● Goal of the exercise
Nothing but the line containing "self.tls_cert_file = Some(file.to_string());" and the lines after it in the entries below should appear, each repeated exactly.

● Record extracts
//! Server-name map
//!
//! Remembers which gateway server holds the route for each proxy, indexed by
//! proxy id and by `hostname:port`, plus the next `srvN` suffix to try. The
//! map is persisted after every mutation.

use crate::error::Result;
use crate::proxy::ProxyRecord;
use crate::store::write_atomic;
use serde::{Deserialize, Serialize};
use std::collections::{BTreeMap, HashSet};
use std::fs;
use std::io::ErrorKind;
use std::path::{Path, PathBuf};
use tracing::debug;

const SERVER_NAME_PREFIX: &str = "srv";

#[derive(Debug, Clone, Default, PartialEq, Eq, Serialize, Deserialize)]
pub struct ServerMap {
    #[serde(default)]
    pub by_proxy_id: BTreeMap<String, String>,
    #[serde(default)]
    pub by_host_port: BTreeMap<String, String>,
    #[serde(default)]
    pub next_index: u64,
    #[serde(skip)]
    path: Option<PathBuf>,
}

impl ServerMap {
    /// An empty map that is never written to disk
    pub fn in_memory() -> Self {
        Self::default()
    }

    /// An empty map persisted at `path`, replacing whatever is there on first save
    pub fn empty_at<P: AsRef<Path>>(path: P) -> Self {
        Self {
            path: Some(path.as_ref().to_path_buf()),
            ..Self::default()
        }
    }

    /// Load the map at `path`, starting empty if the file does not exist
    pub fn load<P: AsRef<Path>>(path: P) -> Result<Self> {
        let path = path.as_ref().to_path_buf();
        let mut map = match fs::read(&path) {
            Ok(data) => serde_json::from_slice::<ServerMap>(&data)?,
            Err(e) if e.kind() == ErrorKind::NotFound => ServerMap::default(),
            Err(e) => return Err(e.into()),
        };
        map.path = Some(path);
        Ok(map)
    }

    pub fn save(&self) -> Result<()> {
        let Some(path) = &self.path else {
            return Ok(());
        };
        let data = serde_json::to_vec_pretty(self)?;
        write_atomic(path, &data)?;
        Ok(())
    }

    /// Pick the first `srvN` (N >= next_index) not used by the gateway or by
    /// either index, advance `next_index` past it and persist
    pub fn allocate<I, S>(&mut self, gateway_names: I) -> Result<String>
    where
        I: IntoIterator<Item = S>,
        S: Into<String>,
    {
        let mut taken: HashSet<String> = gateway_names.into_iter().map(Into::into).collect();
        taken.extend(self.by_proxy_id.values().cloned());
        taken.extend(self.by_host_port.values().cloned());

        let mut index = self.next_index;
        let name = loop {
            let candidate = format!("{}{}", SERVER_NAME_PREFIX, index);
            if !taken.contains(&candidate) {
                break candidate;
            }
            index += 1;
        };

        self.next_index = index + 1;
        self.save()?;
        debug!("Allocated server name {}", name);
        Ok(name)
    }

    /// Index-only lookup: by proxy id first, then by host:port
    pub fn lookup(&self, proxy_id: &str, host_port: Option<&str>) -> Option<String> {
        if !proxy_id.is_empty() {
            if let Some(name) = self.by_proxy_id.get(proxy_id) {
                return Some(name.clone());
            }
        }
        host_port.and_then(|key| self.by_host_port.get(key).cloned())
    }

    /// Point both indices for `proxy` at `server_name` and persist
    ///
    /// Older host:port keys for `server_name` are dropped so a proxy that
    /// moved does not leave its previous address pointing at its server.
    pub fn record(&mut self, proxy: &ProxyRecord, server_name: &str) -> Result<()> {
        if server_name.is_empty() {
            return Ok(());
        }
        if !proxy.id.is_empty() {
            self.by_proxy_id
                .insert(proxy.id.clone(), server_name.to_string());
        }
        if let Some(key) = proxy.host_port_key() {
            self.by_host_port.retain(|_, name| name != server_name);
            self.by_host_port.insert(key, server_name.to_string());
        }
        self.save()
    }

    /// Forget `proxy_id` and every entry pointing at `server_name`, then persist
    pub fn remove(&mut self, proxy_id: &str, server_name: &str) -> Result<()> {
        if !proxy_id.is_empty() {
            self.by_proxy_id.remove(proxy_id);
        }
        if !server_name.is_empty() {
            self.by_proxy_id.retain(|_, name| name != server_name);
            self.by_host_port.retain(|_, name| name != server_name);
        }
        self.save()
    }
}
//! Proxy metadata store
//!
//! The authoritative desired-state list, persisted as `{"proxies": [...]}`.
//! Every mutation is a full load-modify-save cycle; the cycles are serialized
//! behind a lock and the file is replaced atomically.

use crate::error::{Error, Result};
use crate::proxy::{ProxyList, ProxyRecord};
use parking_lot::Mutex;
use std::fs;
use std::io::ErrorKind;
use std::path::{Path, PathBuf};
use tracing::debug;

/// File-backed store of proxy records
pub struct ProxyStore {
    path: PathBuf,
    lock: Mutex<()>,
}

impl ProxyStore {
    pub fn new<P: AsRef<Path>>(path: P) -> Self {
        Self {
            path: path.as_ref().to_path_buf(),
            lock: Mutex::new(()),
        }
    }

    pub fn path(&self) -> &Path {
        &self.path
    }

    /// All stored records; a missing file is an empty list
    pub fn load(&self) -> Result<Vec<ProxyRecord>> {
        let _guard = self.lock.lock();
        self.read()
    }

    /// Replace the stored list
    pub fn save(&self, proxies: &[ProxyRecord]) -> Result<()> {
        let _guard = self.lock.lock();
        self.write(proxies)
    }

    pub fn add(&self, proxy: ProxyRecord) -> Result<()> {
        let _guard = self.lock.lock();
        let mut proxies = self.read()?;
        if proxies.iter().any(|p| p.id == proxy.id) {
            return Err(Error::Validation(format!(
                "proxy with ID {} already exists",
                proxy.id
            )));
        }
        proxies.push(proxy);
        self.write(&proxies)
    }

    pub fn update(&self, proxy: ProxyRecord) -> Result<()> {
        let _guard = self.lock.lock();
        let mut proxies = self.read()?;
        let slot = proxies
            .iter_mut()
            .find(|p| p.id == proxy.id)
            .ok_or_else(|| Error::NotFound(format!("proxy with ID {}", proxy.id)))?;
        *slot = proxy;
        self.write(&proxies)
    }

    pub fn delete(&self, id: &str) -> Result<()> {
        let _guard = self.lock.lock();
        let mut proxies = self.read()?;
        let before = proxies.len();
        proxies.retain(|p| p.id != id);
        if proxies.len() == before {
            return Err(Error::NotFound(format!("proxy with ID {}", id)));
        }
        self.write(&proxies)
    }

    pub fn get(&self, id: &str) -> Result<ProxyRecord> {
        self.load()?
            .into_iter()
            .find(|p| p.id == id)
            .ok_or_else(|| Error::NotFound(format!("proxy with ID {}", id)))
    }

    fn read(&self) -> Result<Vec<ProxyRecord>> {
        let data = match fs::read(&self.path) {
            Ok(data) => data,
            Err(e) if e.kind() == ErrorKind::NotFound => return Ok(Vec::new()),
            Err(e) => return Err(e.into()),
        };
        let list: ProxyList = serde_json::from_slice(&data)?;
        Ok(list.proxies)
    }

    fn write(&self, proxies: &[ProxyRecord]) -> Result<()> {
        let list = ProxyList {
            proxies: proxies.to_vec(),
        };
        let data = serde_json::to_vec_pretty(&list)?;
        write_atomic(&self.path, &data)?;
        debug!("Saved {} proxy records to {}", proxies.len(), self.path.display());
        Ok(())
    }
}

/// Write via a sibling temp file and rename over the target
pub(crate) fn write_atomic(path: &Path, data: &[u8]) -> std::io::Result<()> {
    if let Some(parent) = path.parent() {
        if !parent.as_os_str().is_empty() {
            fs::create_dir_all(parent)?;
        }
    }
    let mut tmp = path.as_os_str().to_owned();
    tmp.push(".tmp");
    let tmp = PathBuf::from(tmp);
    fs::write(&tmp, data)?;
    fs::rename(&tmp, path)
}
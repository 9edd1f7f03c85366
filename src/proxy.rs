//! Proxy records: the declarative description of one hostname:port -> target mapping

use crate::error::{Error, Result};
use serde::{Deserialize, Serialize};
use std::collections::BTreeMap;
use uuid::Uuid;

/// One desired reverse-proxy mapping
#[derive(Debug, Clone, PartialEq, Eq, Serialize, Deserialize, Default)]
#[serde(default)]
pub struct ProxyRecord {
    pub id: String,
    pub hostname: String,
    pub port: u16,
    /// `scheme://host:port` or a bare `host:port` dial string
    pub target: String,
    #[serde(rename = "tls")]
    pub tls_enabled: bool,
    /// CA bundle used to verify the upstream
    #[serde(skip_serializing_if = "Option::is_none")]
    pub tls_cert_file: Option<String>,
    pub trusted_proxies: bool,
    #[serde(skip_serializing_if = "BTreeMap::is_empty")]
    pub custom_headers: BTreeMap<String, String>,
    pub enabled: bool,
    pub autostart: bool,
}

/// The on-disk shape of a list of proxy records
#[derive(Debug, Clone, Default, Serialize, Deserialize)]
pub struct ProxyList {
    #[serde(default)]
    pub proxies: Vec<ProxyRecord>,
}

/// Trim whitespace and a trailing dot
pub fn normalize_hostname(hostname: &str) -> String {
    let hostname = hostname.trim();
    hostname.strip_suffix('.').unwrap_or(hostname).to_string()
}

/// Key used by the host:port index of the server map
pub fn host_port_key(hostname: &str, port: u16) -> String {
    format!("{}:{}", normalize_hostname(hostname), port)
}

/// Generate a new opaque record id
pub fn generate_id() -> String {
    Uuid::new_v4().simple().to_string()
}

impl ProxyRecord {
    pub fn new(hostname: &str, port: u16, target: &str) -> Self {
        Self {
            hostname: hostname.to_string(),
            port,
            target: target.to_string(),
            enabled: true,
            ..Default::default()
        }
    }

    /// `hostname:port`, or `None` when either half is missing
    pub fn host_port_key(&self) -> Option<String> {
        if self.hostname.is_empty() || self.port == 0 {
            return None;
        }
        Some(host_port_key(&self.hostname, self.port))
    }

    /// Normalize fields in place before the record is stored or applied
    pub fn normalize(&mut self) {
        self.hostname = normalize_hostname(&self.hostname);
        self.target = self.target.trim().to_string();
        if let Some(file) = self.tls_cert_file.take() {
            let file = file.trim();
            if !file.is_empty() {
                self.tls_cert_file = Some(file.to_string());
                self.tls_enabled = true;
            }
        }
    }

    /// Check the fields a gateway route cannot be built without
    pub fn validate(&self) -> Result<()> {
        if self.hostname.is_empty() {
            return Err(Error::Validation("hostname is required".into()));
        }
        if self.hostname.contains(char::is_whitespace) || self.hostname.contains('/') {
            return Err(Error::Validation(format!(
                "malformed hostname: {:?}",
                self.hostname
            )));
        }
        if self.port == 0 {
            return Err(Error::Validation("port must be between 1 and 65535".into()));
        }
        if self.target.is_empty() {
            return Err(Error::Validation("target is required".into()));
        }
        Ok(())
    }
}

● Solution for this problem
                self.tls_cert_file = Some(file.to_string());
                self.tls_enabled = true;
            }
        }
    }

    /// Check the fields a gateway route cannot be built without
    pub fn validate(&self) -> Result<()> {
        if self.hostname.is_empty() {
            return Err(Error::Validation("hostname is required".into()));
        }
        if self.hostname.contains(char::is_whitespace) || self.hostname.contains('/') {
            return Err(Error::Validation(format!(
                "malformed hostname: {:?}",
                self.hostname
            )));
        }
        if self.port == 0 {
            return Err(Error::Validation("port must be between 1 and 65535".into()));
        }
        if self.target.is_empty() {
            return Err(Error::Validation("target is required".into()));
        }
        Ok(())
    }
}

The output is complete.